François Vigneault brings us a fascinating glimpse into the future of work- and race-relations in this dystopian sci-fi graphic novel set on Saturn’s moon Titan

François Vigneault’s vision of the future is dark, not so much because of what’s going to change but because of how much will stay the same. Many things have moved on: white collar workers have digital personal assistants implanted in their heads; the moons of Saturn and beyond are being mined for precious mineral resources that are shipped back to Earth; and a genetically engineered humanoid subspecies have been established to do the hard interplanetary labour that our mollycoddled Earth-bound bodies are incapable of enduring. But beyond that, too much stays the same: big business continues to make inhumane decisions in the interests of economics and profit, while the exploited working classes remain all but powerless to do anything about it. Add in racism, prejudice and all manner of other modern social problems and you get the gist of what underlies the plot Titan.

Da Silva and Mackintosh in Titan

The book pulls all these factors into a collision course. We follow the story of João Da Silva, a management trouble-shooter sent by a mining company to either sort out the profit problems of the failing mine on Saturn’s moon or wind it up. However, the colony is employment and home to thousands of Titans, who’ll have nothing else if the mine is closed. They can’t even travel to Earth, because their enormous frames are unsuited to its stronger gravity. That these natives treat Da Silva and his company with suspicion and disdain is hardly surprising. In fact, by the time Da Silva arrives, the colony is on the edge of a violent revolution.

The beauty of the book is in its detail. Much of this comes from the art, which is far more sophisticated than the few panels I’ve pulled out here can do justice to. The mining station is over a hundred years old and looks it, a mess of pipes, conduits, graffiti and machines with little screens and lots of buttons. Years of hard labour has left the Titans scarred and disfigured. Vigneault’s art looks simple in style but is rich in depth and character. The three colours, with a pinky-orange hue tempering the monochromatic light and shade, is more than enough to capture all this to perfection.

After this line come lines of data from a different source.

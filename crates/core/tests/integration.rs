//! Integration tests: a source and a sink session driven through the public
//! API, over the in-memory link and over loopback TCP.

use std::sync::Arc;
use std::thread;
use std::time::{Duration, Instant};

use cast_session::channel::memory::MemoryConnection;
use cast_session::channel::tcp::TcpConnection;
use cast_session::channel::Connection;
use cast_session::protocol::feature;
use cast_session::session::event;
use cast_session::{
    CastError, CastMode, ConnectionRegistry, DeviceRegistry, DeviceState, EventCode, LinkType,
    MirrorRenderer, ModuleType, RemoteDevice, Session, SessionConfig, SessionListener,
    SessionRole, SessionState, StreamManager,
};
use parking_lot::Mutex;

const SOURCE_ID: &str = "phone";
const SINK_ID: &str = "tv";

#[derive(Default)]
struct Recorder {
    states: Mutex<Vec<(DeviceState, String, EventCode)>>,
    events: Mutex<Vec<(i32, String)>>,
}

impl Recorder {
    fn saw(&self, state: DeviceState, code: EventCode) -> bool {
        self.states
            .lock()
            .iter()
            .any(|(s, _, c)| *s == state && *c == code)
    }

    fn saw_event(&self, event_id: i32) -> Option<String> {
        self.events
            .lock()
            .iter()
            .find(|(id, _)| *id == event_id)
            .map(|(_, json)| json.clone())
    }
}

impl SessionListener for Recorder {
    fn on_device_state(&self, state: DeviceState, device_id: &str, event_code: EventCode) {
        self.states
            .lock()
            .push((state, device_id.to_string(), event_code));
    }

    fn on_event(&self, event_id: i32, json: &str) {
        self.events.lock().push((event_id, json.to_string()));
    }
}

#[derive(Default)]
struct Screen {
    playback: Mutex<Vec<bool>>,
}

impl MirrorRenderer for Screen {
    fn set_surface(&self, _surface: &str) {}

    fn on_playback(&self, playing: bool) {
        self.playback.lock().push(playing);
    }

    fn on_media_data(&self, _module: ModuleType, _data: &[u8]) {}
}

#[derive(Default)]
struct Player {
    actions: Mutex<Vec<String>>,
    render_ready: Mutex<bool>,
}

impl StreamManager for Player {
    fn player_capability(&self) -> String {
        "h264,aac".to_string()
    }

    fn on_peer_action(&self, action: &str) {
        self.actions.lock().push(action.to_string());
    }

    fn on_render_ready(&self) {
        *self.render_ready.lock() = true;
    }

    fn on_stream_data(&self, _data: &[u8]) {}
}

fn wait_until(what: &str, mut done: impl FnMut() -> bool) {
    let deadline = Instant::now() + Duration::from_secs(5);
    while !done() {
        assert!(Instant::now() < deadline, "timed out waiting for {what}");
        thread::sleep(Duration::from_millis(10));
    }
}

fn registry(connection: Arc<dyn Connection>) -> ConnectionRegistry {
    let registry = ConnectionRegistry::new();
    registry.register(LinkType::Tcp, connection);
    registry
}

fn devices(peer_id: &str) -> Arc<DeviceRegistry> {
    let devices = DeviceRegistry::new();
    devices.add(RemoteDevice::new(peer_id, "127.0.0.1", LinkType::Tcp), true);
    Arc::new(devices)
}

fn config(role: SessionRole, local_id: &str) -> SessionConfig {
    let mut config = SessionConfig::new(role, local_id);
    config.local_device.ip_address = "127.0.0.1".to_string();
    config.listener_wait = Duration::from_millis(200);
    config.local_params.features = [feature::CUSTOM_PARAMS, feature::RENDER_READY]
        .into_iter()
        .collect();
    config
}

struct Pair {
    source: Session,
    source_events: Arc<Recorder>,
    sink: Session,
    sink_events: Arc<Recorder>,
}

/// Start a source, hand its consult data to a sink and connect both.
fn connect(
    source_config: SessionConfig,
    source_link: Arc<dyn Connection>,
    sink_link: Arc<dyn Connection>,
) -> Pair {
    let source = Session::new(source_config, registry(source_link), devices(SINK_ID))
        .expect("source session");
    let source_events = Arc::new(Recorder::default());
    source.register_listener(1, source_events.clone());
    source.add_device(SINK_ID).expect("source add_device");

    wait_until("consult data", || source.session_properties().is_some());
    let consult = source.consult_data().expect("consult data");

    let sink = Session::new(
        config(SessionRole::Sink, SINK_ID),
        registry(sink_link),
        devices(SOURCE_ID),
    )
    .expect("sink session");
    let sink_events = Arc::new(Recorder::default());
    sink.register_listener(2, sink_events.clone());
    sink.set_session_properties_json(&consult)
        .expect("consult json");
    sink.add_device(SOURCE_ID).expect("sink add_device");

    Pair {
        source,
        source_events,
        sink,
        sink_events,
    }
}

#[test]
fn memory_link_connect_play_and_teardown() {
    let link: Arc<dyn Connection> = Arc::new(MemoryConnection::new());
    let pair = connect(config(SessionRole::Source, SOURCE_ID), link.clone(), link);

    wait_until("both paused", || {
        pair.source.state() == SessionState::Paused && pair.sink.state() == SessionState::Paused
    });
    assert_eq!(pair.sink.session_id(), pair.source.session_id());
    assert_eq!(
        pair.sink.device(SOURCE_ID).map(|d| d.state),
        Some(DeviceState::Paused)
    );

    pair.source.play().unwrap();
    wait_until("both playing", || {
        pair.source.state() == SessionState::Playing && pair.sink.state() == SessionState::Playing
    });

    pair.source.remove_device(SINK_ID).unwrap();
    wait_until("both disconnected", || {
        pair.source.state() == SessionState::Disconnected
            && pair.sink.state() == SessionState::Disconnected
    });
    assert!(pair.source_events.saw(DeviceState::Disconnected, EventCode::None));
    assert!(
        pair.sink_events
            .saw(DeviceState::Disconnected, EventCode::PeerDisconnected)
    );
    assert!(pair.source.device_ids().is_empty());
}

#[test]
fn tcp_link_connects_and_releases() {
    let pair = connect(
        config(SessionRole::Source, SOURCE_ID),
        Arc::new(TcpConnection::new()),
        Arc::new(TcpConnection::new()),
    );

    wait_until("both paused over tcp", || {
        pair.source.state() == SessionState::Paused && pair.sink.state() == SessionState::Paused
    });

    let Pair {
        source,
        sink,
        sink_events,
        ..
    } = pair;
    drop(source);
    wait_until("sink disconnected", || {
        sink.state() == SessionState::Disconnected
    });
    assert!(sink_events.saw(DeviceState::Disconnected, EventCode::PeerDisconnected));
}

#[test]
fn mirror_player_follows_playback() {
    let link: Arc<dyn Connection> = Arc::new(MemoryConnection::new());
    let pair = connect(config(SessionRole::Source, SOURCE_ID), link.clone(), link);
    let screen = Arc::new(Screen::default());
    let player = pair.sink.create_mirror_player(screen.clone());

    wait_until("sink paused", || pair.sink.state() == SessionState::Paused);
    player.play().unwrap();
    wait_until("source playing", || {
        pair.source.state() == SessionState::Playing
    });
    wait_until("sink playing", || pair.sink.state() == SessionState::Playing);
    assert_eq!(screen.playback.lock().last(), Some(&true));

    player.release();
    assert!(matches!(player.play(), Err(CastError::InvalidRequest(_))));
}

#[test]
fn stream_mode_carries_actions_and_render_ready() {
    let link: Arc<dyn Connection> = Arc::new(MemoryConnection::new());
    let mut source_config = config(SessionRole::Source, SOURCE_ID);
    source_config.cast_mode = CastMode::Stream;
    let pair = connect(source_config, link.clone(), link);
    let manager = Arc::new(Player::default());
    pair.source.set_stream_manager(Some(manager.clone()));

    wait_until("both streaming", || {
        pair.source.state() == SessionState::Stream && pair.sink.state() == SessionState::Stream
    });
    assert_eq!(pair.sink.cast_mode(), CastMode::Stream);

    pair.sink.send_stream_action(r#"{"action":"seek"}"#).unwrap();
    wait_until("peer action", || !manager.actions.lock().is_empty());
    assert_eq!(*manager.actions.lock(), vec![r#"{"action":"seek"}"#.to_string()]);
    assert_eq!(
        pair.source_events.saw_event(event::STREAM_ACTION).as_deref(),
        Some(r#"{"action":"seek"}"#)
    );

    pair.sink
        .send_stream_action(cast_session::session::RENDER_READY_ACTION)
        .unwrap();
    wait_until("render ready", || *manager.render_ready.lock());
    assert!(pair.source_events.saw_event(event::RENDER_READY).is_some());
}

#[test]
fn add_device_without_listener_fails() {
    let mut config = config(SessionRole::Source, SOURCE_ID);
    config.listener_wait = Duration::from_millis(20);
    let session = Session::new(
        config,
        registry(Arc::new(MemoryConnection::new())),
        devices(SINK_ID),
    )
    .unwrap();

    assert!(matches!(
        session.add_device(SINK_ID),
        Err(CastError::NoListener)
    ));
    assert_eq!(session.state(), SessionState::Disconnected);
}

#[test]
fn add_device_rejects_bad_requests() {
    let mut sink_config = config(SessionRole::Sink, SINK_ID);
    sink_config.properties_wait = Duration::from_millis(20);
    let sink = Session::new(
        sink_config,
        registry(Arc::new(MemoryConnection::new())),
        devices(SOURCE_ID),
    )
    .unwrap();
    sink.register_listener(1, Arc::new(Recorder::default()));

    assert!(matches!(
        sink.add_device(""),
        Err(CastError::InvalidRequest(_))
    ));
    assert!(matches!(
        sink.add_device("unknown"),
        Err(CastError::DeviceNotFound(_))
    ));
    assert!(matches!(
        sink.add_device(SOURCE_ID),
        Err(CastError::PropertiesTimeout)
    ));
}

#[test]
fn connect_timeout_reports_connection_failed() {
    let mut config = config(SessionRole::Source, SOURCE_ID);
    config.connect_timeout = Duration::from_millis(100);
    let source = Session::new(
        config,
        registry(Arc::new(MemoryConnection::new())),
        devices(SINK_ID),
    )
    .unwrap();
    let events = Arc::new(Recorder::default());
    source.register_listener(1, events.clone());

    source.add_device(SINK_ID).unwrap();
    wait_until("connect timeout", || {
        events.saw(DeviceState::Disconnected, EventCode::ConnectionFailed)
    });
    wait_until("disconnected", || {
        source.state() == SessionState::Disconnected
    });
    assert!(source.session_properties().is_none());
}

#[test]
fn released_session_rejects_messages() {
    let session = Session::new(
        config(SessionRole::Source, SOURCE_ID),
        registry(Arc::new(MemoryConnection::new())),
        devices(SINK_ID),
    )
    .unwrap();
    let other = session.clone();

    session.release();
    assert!(matches!(other.play(), Err(CastError::SessionClosed)));
}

Da Silva and Cyrus in Titan

It’s not just the art, though. There’s detail in the story too. For example, the Titans have their own culture and dialect, that’s guttural, brutal and entirely in-keeping with their way of life. It lends an authenticity to their difference that isn’t just based on their physical size. All of this is added without fanfare, building a subtle but tangible reality that works wonderfully.

So there you have it. Titan is a perfect storm of European-style science fiction, packed with drama, character, understated futurism and a deep intelligence. It also has a great plot that keeps the pages turning. Check it out, I don’t think you’ll be disappointed.